Task description
Write only the number of lines in the entries that hold the string "anchor".

Data for the task
....
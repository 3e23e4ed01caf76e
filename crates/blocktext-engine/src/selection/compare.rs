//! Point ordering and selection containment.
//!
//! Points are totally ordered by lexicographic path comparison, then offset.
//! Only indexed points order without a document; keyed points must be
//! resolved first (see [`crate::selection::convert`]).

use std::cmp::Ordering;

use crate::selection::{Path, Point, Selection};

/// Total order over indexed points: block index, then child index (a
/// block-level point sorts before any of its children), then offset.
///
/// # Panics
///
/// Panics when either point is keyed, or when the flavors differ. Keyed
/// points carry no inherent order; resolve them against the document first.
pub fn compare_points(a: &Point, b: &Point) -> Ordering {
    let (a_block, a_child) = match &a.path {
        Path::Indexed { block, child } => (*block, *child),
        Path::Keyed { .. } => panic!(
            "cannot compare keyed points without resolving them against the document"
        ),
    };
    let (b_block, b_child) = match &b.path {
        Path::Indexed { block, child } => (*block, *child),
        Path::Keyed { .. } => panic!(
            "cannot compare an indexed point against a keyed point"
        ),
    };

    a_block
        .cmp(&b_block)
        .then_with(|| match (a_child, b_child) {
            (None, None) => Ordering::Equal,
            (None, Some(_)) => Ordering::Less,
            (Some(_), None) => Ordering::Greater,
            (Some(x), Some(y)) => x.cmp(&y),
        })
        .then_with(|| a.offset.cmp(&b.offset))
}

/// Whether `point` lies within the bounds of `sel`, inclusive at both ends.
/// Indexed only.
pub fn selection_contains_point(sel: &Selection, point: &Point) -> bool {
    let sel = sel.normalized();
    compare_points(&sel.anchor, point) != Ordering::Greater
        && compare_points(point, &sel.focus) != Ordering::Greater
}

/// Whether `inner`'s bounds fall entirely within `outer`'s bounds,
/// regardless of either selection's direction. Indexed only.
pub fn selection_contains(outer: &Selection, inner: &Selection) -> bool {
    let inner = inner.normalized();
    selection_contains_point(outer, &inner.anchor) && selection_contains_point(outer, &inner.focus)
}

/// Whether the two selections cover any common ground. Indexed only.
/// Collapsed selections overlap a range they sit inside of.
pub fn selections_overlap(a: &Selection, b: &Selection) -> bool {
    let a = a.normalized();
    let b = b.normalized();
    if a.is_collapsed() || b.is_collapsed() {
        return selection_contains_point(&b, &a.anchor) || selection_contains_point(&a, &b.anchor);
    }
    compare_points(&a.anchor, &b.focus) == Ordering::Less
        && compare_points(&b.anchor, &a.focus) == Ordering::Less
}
....
Output
5